Retype word for word the lines of the data below, from the first to the one bearing "Mode::Purchase => store", with that one included.

+++ INFORMATION SHOWN

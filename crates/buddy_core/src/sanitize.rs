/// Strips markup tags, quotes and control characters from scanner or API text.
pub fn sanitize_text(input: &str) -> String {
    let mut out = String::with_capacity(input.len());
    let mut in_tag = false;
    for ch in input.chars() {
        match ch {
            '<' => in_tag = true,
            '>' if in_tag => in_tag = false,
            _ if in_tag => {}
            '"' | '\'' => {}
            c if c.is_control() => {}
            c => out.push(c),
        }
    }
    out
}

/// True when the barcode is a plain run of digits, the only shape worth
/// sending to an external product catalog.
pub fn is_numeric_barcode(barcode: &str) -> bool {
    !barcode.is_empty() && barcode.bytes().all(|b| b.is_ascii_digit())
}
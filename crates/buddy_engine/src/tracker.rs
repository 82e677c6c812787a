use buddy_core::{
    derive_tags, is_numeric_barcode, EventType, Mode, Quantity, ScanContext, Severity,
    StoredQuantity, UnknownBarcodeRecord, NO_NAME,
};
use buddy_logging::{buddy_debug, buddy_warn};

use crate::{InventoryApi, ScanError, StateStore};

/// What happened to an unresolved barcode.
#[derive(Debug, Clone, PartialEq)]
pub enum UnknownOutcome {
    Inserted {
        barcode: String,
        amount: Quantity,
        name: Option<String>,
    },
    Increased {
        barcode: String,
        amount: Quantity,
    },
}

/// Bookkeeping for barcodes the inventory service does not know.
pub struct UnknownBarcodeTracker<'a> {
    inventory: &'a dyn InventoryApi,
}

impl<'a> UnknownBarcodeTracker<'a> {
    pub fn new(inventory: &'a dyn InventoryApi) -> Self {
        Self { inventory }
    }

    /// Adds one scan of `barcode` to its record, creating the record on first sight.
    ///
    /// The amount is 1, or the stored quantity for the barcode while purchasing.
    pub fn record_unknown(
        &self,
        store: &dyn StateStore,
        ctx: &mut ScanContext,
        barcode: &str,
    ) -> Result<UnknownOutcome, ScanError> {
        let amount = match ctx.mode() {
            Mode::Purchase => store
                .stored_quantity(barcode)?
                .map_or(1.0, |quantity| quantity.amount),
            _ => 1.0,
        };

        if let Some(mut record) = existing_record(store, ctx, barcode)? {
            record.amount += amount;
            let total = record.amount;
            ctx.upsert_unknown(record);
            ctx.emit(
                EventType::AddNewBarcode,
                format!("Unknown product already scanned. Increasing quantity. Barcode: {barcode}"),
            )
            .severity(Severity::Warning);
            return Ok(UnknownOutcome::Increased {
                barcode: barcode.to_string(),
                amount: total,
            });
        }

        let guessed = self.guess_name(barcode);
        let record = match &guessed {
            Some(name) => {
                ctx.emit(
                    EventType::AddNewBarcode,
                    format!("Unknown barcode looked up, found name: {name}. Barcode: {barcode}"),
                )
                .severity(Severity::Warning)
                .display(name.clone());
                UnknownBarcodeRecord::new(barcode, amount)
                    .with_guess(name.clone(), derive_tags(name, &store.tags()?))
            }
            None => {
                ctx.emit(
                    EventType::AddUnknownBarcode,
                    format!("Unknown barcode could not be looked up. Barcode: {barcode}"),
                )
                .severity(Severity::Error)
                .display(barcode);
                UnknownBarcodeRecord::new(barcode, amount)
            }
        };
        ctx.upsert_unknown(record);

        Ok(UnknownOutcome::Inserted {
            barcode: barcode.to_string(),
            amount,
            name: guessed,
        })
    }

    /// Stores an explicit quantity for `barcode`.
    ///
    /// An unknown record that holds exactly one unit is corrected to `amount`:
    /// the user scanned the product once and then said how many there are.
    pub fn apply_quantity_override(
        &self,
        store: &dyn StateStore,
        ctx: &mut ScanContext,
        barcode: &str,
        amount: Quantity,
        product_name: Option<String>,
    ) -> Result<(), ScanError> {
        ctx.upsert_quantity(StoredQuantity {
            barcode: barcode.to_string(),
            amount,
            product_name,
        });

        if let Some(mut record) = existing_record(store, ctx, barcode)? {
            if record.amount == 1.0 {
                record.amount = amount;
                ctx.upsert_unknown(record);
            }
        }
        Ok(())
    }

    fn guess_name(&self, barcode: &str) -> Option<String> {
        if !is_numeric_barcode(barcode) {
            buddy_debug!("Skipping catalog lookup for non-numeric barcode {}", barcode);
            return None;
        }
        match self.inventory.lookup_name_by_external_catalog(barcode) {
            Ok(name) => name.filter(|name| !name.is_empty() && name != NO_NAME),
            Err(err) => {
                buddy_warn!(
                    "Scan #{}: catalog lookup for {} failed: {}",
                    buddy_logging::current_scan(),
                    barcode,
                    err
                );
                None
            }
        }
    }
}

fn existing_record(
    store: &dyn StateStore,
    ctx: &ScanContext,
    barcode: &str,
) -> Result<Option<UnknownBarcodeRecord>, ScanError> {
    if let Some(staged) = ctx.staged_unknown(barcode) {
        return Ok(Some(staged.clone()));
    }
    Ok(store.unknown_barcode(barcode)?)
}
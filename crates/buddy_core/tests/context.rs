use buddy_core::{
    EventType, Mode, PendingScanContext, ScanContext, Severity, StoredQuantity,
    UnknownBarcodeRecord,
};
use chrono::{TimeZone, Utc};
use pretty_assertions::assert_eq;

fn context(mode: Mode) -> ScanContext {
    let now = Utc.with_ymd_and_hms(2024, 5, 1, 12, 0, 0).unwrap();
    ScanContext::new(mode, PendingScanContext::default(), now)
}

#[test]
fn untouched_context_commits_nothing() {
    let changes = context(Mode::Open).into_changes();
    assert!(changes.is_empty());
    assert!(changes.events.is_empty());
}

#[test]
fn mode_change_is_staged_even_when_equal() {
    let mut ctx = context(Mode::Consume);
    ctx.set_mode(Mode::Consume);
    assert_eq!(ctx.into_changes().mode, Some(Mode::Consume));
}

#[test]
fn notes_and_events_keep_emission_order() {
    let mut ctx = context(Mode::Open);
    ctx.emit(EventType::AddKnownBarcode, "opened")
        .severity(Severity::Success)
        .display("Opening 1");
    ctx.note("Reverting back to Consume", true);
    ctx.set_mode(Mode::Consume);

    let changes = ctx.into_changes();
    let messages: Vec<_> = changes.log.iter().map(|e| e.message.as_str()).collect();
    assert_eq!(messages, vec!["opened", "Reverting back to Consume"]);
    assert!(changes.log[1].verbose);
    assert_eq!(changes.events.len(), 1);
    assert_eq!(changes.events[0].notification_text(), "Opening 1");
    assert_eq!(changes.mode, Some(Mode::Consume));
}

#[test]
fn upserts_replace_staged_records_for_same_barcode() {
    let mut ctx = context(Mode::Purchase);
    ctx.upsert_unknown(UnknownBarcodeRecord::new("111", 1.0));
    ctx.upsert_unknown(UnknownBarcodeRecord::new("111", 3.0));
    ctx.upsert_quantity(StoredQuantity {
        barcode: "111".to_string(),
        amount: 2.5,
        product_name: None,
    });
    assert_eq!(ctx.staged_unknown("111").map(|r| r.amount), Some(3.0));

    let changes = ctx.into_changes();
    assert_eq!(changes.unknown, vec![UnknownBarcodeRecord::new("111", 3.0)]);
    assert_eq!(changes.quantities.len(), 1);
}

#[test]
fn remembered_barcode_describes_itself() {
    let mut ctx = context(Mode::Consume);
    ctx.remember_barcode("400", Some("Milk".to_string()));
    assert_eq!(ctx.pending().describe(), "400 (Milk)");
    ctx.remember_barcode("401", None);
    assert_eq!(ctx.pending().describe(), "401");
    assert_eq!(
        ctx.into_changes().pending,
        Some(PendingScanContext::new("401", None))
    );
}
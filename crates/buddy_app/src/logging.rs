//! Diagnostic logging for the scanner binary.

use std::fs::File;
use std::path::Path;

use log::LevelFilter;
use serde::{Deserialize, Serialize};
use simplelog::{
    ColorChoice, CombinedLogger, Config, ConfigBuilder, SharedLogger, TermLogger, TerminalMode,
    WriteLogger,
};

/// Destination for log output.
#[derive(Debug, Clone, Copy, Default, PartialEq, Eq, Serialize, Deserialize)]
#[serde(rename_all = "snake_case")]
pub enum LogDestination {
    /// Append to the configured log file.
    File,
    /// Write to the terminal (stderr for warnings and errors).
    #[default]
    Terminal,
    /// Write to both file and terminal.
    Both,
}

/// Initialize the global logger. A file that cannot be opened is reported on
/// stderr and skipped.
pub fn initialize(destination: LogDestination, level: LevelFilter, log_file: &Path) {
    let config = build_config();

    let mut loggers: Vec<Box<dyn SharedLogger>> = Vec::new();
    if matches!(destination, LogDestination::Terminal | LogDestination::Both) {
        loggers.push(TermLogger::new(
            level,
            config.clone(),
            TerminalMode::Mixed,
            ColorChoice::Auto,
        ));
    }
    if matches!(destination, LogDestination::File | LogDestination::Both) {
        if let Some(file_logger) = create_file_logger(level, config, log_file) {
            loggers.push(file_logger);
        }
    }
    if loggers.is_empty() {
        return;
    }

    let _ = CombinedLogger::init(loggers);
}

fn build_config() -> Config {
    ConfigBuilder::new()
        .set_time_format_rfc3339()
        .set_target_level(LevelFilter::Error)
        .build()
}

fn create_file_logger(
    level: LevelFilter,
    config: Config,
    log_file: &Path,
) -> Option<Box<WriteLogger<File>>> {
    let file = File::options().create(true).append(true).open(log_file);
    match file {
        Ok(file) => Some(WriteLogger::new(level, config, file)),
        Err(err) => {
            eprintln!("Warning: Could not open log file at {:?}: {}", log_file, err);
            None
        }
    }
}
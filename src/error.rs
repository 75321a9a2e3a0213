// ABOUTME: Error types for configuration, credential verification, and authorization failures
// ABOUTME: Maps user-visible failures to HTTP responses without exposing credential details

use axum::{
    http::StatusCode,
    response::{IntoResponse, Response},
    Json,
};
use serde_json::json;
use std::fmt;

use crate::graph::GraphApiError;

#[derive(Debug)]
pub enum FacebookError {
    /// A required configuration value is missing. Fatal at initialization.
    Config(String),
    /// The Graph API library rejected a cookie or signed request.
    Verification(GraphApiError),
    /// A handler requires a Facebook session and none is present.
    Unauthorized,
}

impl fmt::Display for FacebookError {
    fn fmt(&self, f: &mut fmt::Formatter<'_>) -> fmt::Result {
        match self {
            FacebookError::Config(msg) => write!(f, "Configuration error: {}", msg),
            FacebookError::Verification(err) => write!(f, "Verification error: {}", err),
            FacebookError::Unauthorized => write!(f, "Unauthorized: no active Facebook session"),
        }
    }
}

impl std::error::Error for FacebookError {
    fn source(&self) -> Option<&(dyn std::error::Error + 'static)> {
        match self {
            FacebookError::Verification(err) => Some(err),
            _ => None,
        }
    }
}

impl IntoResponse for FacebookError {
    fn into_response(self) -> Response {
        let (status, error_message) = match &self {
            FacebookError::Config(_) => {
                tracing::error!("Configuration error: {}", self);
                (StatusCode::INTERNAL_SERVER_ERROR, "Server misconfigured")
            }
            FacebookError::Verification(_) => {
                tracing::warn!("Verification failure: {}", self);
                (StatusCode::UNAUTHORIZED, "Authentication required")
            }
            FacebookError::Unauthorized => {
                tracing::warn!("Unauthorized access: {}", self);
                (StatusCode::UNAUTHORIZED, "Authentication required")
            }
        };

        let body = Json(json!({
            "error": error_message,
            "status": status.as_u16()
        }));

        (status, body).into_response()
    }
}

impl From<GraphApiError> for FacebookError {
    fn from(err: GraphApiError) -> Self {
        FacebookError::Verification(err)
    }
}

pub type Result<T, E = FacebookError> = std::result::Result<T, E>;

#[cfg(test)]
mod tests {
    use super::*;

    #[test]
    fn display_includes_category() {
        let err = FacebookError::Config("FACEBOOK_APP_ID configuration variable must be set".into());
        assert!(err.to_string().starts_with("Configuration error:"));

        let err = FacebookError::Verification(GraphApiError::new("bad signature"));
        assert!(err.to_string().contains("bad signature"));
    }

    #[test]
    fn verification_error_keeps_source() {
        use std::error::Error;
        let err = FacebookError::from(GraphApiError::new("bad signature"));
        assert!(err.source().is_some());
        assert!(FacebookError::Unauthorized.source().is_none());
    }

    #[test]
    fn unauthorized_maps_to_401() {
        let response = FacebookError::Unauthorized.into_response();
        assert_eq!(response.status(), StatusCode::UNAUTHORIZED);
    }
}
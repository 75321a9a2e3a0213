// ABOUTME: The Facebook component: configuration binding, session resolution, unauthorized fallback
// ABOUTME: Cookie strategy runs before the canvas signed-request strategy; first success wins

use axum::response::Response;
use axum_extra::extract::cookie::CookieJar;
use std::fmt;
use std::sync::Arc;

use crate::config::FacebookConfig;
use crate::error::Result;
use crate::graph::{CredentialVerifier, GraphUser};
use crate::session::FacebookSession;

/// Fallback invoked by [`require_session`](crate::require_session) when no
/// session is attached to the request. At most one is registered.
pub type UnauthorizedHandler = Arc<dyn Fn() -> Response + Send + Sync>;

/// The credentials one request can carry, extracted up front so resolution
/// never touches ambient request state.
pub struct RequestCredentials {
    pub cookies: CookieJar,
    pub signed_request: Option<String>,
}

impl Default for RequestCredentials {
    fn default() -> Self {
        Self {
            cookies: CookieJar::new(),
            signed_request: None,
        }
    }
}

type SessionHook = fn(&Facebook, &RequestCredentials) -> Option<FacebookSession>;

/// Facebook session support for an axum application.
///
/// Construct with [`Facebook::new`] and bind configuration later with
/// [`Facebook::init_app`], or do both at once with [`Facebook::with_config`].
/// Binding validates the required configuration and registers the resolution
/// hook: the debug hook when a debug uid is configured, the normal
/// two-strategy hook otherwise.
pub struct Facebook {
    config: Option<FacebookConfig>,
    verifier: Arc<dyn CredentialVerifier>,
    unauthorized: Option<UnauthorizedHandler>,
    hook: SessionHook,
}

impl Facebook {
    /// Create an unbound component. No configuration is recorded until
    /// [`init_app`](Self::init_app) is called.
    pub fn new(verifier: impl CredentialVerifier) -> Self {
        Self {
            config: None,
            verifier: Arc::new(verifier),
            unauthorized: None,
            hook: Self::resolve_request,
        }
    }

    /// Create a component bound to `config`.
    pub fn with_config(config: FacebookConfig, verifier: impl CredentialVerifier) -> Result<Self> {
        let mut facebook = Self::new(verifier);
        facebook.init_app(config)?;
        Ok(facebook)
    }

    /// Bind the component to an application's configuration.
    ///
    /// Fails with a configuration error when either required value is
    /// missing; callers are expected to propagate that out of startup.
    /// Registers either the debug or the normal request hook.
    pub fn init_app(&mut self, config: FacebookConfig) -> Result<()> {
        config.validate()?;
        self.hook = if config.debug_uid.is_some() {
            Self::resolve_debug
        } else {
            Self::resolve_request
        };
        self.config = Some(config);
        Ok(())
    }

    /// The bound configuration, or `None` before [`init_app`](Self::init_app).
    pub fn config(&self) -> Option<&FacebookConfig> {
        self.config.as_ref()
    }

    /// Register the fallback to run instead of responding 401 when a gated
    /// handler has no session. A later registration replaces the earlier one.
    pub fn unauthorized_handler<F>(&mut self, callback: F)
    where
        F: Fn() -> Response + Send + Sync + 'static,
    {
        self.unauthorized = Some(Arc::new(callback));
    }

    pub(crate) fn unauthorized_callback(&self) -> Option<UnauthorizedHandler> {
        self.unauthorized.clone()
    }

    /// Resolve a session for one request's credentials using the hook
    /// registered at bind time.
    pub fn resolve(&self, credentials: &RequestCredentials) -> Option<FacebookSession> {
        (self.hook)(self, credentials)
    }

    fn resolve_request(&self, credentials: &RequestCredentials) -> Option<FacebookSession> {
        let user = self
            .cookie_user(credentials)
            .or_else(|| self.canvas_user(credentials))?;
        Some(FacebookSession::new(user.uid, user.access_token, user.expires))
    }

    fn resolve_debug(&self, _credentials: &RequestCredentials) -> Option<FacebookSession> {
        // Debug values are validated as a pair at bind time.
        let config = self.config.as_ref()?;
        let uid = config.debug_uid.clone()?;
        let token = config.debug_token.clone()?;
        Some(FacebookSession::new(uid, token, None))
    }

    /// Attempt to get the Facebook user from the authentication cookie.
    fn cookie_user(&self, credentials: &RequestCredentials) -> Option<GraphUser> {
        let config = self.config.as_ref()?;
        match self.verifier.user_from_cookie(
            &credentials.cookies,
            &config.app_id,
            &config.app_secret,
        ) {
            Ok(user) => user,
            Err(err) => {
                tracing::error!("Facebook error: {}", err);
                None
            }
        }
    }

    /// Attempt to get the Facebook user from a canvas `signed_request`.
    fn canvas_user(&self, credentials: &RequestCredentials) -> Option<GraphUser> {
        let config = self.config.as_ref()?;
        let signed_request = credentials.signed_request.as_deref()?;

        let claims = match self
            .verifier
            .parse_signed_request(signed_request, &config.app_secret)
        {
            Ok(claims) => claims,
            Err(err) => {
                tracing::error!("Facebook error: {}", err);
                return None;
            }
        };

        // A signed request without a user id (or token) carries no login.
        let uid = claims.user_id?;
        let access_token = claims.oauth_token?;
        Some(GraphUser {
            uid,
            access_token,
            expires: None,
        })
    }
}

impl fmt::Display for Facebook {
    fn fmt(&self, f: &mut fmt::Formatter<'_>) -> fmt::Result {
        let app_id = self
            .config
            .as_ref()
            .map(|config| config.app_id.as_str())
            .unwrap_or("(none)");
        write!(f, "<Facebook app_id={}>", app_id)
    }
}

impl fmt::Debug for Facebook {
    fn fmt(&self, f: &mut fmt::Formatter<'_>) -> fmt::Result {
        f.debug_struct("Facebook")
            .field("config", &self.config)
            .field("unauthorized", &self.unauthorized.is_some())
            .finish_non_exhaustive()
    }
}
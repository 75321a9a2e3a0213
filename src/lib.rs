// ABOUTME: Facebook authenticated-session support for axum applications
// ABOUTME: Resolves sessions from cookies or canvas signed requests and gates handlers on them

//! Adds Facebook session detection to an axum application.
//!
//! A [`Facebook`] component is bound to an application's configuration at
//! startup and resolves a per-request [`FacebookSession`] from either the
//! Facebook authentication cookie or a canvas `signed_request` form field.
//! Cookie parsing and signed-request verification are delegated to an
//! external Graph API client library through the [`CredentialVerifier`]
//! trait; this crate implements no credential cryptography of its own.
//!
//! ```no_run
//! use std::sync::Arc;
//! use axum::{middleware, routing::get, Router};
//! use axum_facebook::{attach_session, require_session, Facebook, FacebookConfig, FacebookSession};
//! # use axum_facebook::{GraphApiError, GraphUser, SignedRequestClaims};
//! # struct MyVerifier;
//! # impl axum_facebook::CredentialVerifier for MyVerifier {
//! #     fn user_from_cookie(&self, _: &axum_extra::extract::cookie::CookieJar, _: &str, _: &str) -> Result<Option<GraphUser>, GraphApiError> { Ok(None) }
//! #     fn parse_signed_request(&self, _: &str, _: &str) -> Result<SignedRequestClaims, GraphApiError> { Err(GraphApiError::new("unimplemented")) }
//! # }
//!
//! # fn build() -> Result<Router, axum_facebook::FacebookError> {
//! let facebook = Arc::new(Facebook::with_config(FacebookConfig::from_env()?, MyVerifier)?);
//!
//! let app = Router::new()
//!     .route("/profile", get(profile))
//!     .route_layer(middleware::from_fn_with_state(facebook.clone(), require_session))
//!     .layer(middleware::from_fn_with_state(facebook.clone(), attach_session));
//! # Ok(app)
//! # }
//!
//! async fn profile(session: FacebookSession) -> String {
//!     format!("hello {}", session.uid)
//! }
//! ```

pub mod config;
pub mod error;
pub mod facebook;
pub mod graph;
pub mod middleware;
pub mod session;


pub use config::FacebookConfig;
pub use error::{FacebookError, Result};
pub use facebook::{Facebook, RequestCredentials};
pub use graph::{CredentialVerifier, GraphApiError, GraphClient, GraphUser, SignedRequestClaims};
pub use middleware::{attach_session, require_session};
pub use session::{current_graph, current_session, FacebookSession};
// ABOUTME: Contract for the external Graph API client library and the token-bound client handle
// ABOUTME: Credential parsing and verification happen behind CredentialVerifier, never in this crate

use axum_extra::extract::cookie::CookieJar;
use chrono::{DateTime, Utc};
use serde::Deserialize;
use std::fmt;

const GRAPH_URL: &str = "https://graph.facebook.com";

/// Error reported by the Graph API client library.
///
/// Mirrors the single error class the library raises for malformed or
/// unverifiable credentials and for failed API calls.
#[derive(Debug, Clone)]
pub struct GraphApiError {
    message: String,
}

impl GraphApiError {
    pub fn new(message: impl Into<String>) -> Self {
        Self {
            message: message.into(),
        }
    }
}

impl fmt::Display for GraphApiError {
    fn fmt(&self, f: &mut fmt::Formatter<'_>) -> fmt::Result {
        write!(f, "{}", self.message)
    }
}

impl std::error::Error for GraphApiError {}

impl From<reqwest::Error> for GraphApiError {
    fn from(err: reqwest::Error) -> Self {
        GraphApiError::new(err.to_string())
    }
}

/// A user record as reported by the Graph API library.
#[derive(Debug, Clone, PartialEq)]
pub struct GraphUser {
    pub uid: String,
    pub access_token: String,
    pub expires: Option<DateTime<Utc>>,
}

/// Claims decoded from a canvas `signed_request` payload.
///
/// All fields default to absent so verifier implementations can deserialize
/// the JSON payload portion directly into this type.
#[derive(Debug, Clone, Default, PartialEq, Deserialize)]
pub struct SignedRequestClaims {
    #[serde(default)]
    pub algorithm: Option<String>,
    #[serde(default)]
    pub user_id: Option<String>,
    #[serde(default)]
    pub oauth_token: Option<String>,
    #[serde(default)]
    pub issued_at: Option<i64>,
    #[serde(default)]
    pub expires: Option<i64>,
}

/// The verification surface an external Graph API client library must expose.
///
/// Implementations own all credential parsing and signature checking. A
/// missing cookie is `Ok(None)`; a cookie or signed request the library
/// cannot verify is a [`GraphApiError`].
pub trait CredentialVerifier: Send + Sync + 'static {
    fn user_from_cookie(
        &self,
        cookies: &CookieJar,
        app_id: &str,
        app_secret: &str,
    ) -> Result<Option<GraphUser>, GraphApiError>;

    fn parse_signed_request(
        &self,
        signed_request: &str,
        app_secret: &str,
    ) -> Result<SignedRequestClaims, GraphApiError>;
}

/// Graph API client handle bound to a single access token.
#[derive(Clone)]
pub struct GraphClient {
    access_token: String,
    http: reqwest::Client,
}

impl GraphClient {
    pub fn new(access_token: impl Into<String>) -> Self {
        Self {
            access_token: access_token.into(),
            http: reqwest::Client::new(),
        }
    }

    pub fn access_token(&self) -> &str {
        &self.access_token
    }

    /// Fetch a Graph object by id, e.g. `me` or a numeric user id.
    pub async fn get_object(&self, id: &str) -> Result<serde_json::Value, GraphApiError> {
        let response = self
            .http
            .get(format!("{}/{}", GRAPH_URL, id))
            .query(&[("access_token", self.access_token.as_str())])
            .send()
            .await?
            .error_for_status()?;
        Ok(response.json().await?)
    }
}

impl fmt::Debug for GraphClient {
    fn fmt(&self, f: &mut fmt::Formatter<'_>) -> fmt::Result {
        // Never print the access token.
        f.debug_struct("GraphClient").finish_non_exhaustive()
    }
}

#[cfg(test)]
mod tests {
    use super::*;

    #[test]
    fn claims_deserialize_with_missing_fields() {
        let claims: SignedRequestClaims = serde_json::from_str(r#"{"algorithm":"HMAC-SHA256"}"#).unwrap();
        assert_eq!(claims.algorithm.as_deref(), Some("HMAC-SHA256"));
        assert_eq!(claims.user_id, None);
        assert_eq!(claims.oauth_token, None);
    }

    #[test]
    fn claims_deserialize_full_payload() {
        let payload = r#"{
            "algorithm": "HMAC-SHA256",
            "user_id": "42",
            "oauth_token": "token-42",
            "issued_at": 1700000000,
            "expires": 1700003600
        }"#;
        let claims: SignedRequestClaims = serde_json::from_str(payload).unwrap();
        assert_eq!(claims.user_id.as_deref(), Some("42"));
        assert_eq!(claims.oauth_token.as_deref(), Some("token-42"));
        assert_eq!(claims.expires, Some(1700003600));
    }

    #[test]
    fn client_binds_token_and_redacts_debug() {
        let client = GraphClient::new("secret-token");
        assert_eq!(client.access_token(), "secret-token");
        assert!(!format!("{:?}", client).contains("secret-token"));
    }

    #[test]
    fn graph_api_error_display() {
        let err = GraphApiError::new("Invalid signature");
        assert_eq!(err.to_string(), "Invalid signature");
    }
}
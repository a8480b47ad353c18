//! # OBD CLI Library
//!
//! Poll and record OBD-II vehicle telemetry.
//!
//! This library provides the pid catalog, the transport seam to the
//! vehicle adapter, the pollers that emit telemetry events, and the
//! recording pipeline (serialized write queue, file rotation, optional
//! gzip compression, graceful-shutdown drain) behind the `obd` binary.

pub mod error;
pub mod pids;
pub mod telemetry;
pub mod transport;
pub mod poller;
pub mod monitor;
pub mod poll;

++++++

__TASK SOLUTION__.
filename crates/buddy_core/src/sanitize.rs
/// Strips markup tags, quotes and control characters from scanner or API text.
pub fn sanitize_text(input: &str) -> String {
    let mut out = String::with_capacity(input.len());
    let mut in_tag = false;
    for ch in input.chars() {
        match ch {
            '<' => in_tag = true,
            '>' if in_tag => in_tag = false,
            _ if in_tag => {}
            '"' | '\'' => {}
            c if c.is_control() => {}
            c => out.push(c),
        }
    }
    out
}

/// True when the barcode is a plain run of digits, the only shape worth
/// sending to an external product catalog.
pub fn is_numeric_barcode(barcode: &str) -> bool {
    !barcode.is_empty() && barcode.bytes().all(|b| b.is_ascii_digit())
}
filename crates/buddy_engine/src/tracker.rs
repository 82e677c6c812787a
use buddy_core::{
    derive_tags, is_numeric_barcode, EventType, Mode, Quantity, ScanContext, Severity,
    StoredQuantity, UnknownBarcodeRecord, NO_NAME,
};
use buddy_logging::{buddy_debug, buddy_warn};

use crate::{InventoryApi, ScanError, StateStore};

/// What happened to an unresolved barcode.
#[derive(Debug, Clone, PartialEq)]
pub enum UnknownOutcome {
    Inserted {
        barcode: String,
        amount: Quantity,
        name: Option<String>,
    },
    Increased {
        barcode: String,
        amount: Quantity,
    },
}

/// Bookkeeping for barcodes the inventory service does not know.
pub struct UnknownBarcodeTracker<'a> {
    inventory: &'a dyn InventoryApi,
}

impl<'a> UnknownBarcodeTracker<'a> {
    pub fn new(inventory: &'a dyn InventoryApi) -> Self {
        Self { inventory }
    }

    /// Adds one scan of `barcode` to its record, creating the record on first sight.
    ///
    /// The amount is 1, or the stored quantity for the barcode while purchasing.
    pub fn record_unknown(
        &self,
        store: &dyn StateStore,
        ctx: &mut ScanContext,
        barcode: &str,
    ) -> Result<UnknownOutcome, ScanError> {
        let amount = match ctx.mode() {
            Mode::Purchase => store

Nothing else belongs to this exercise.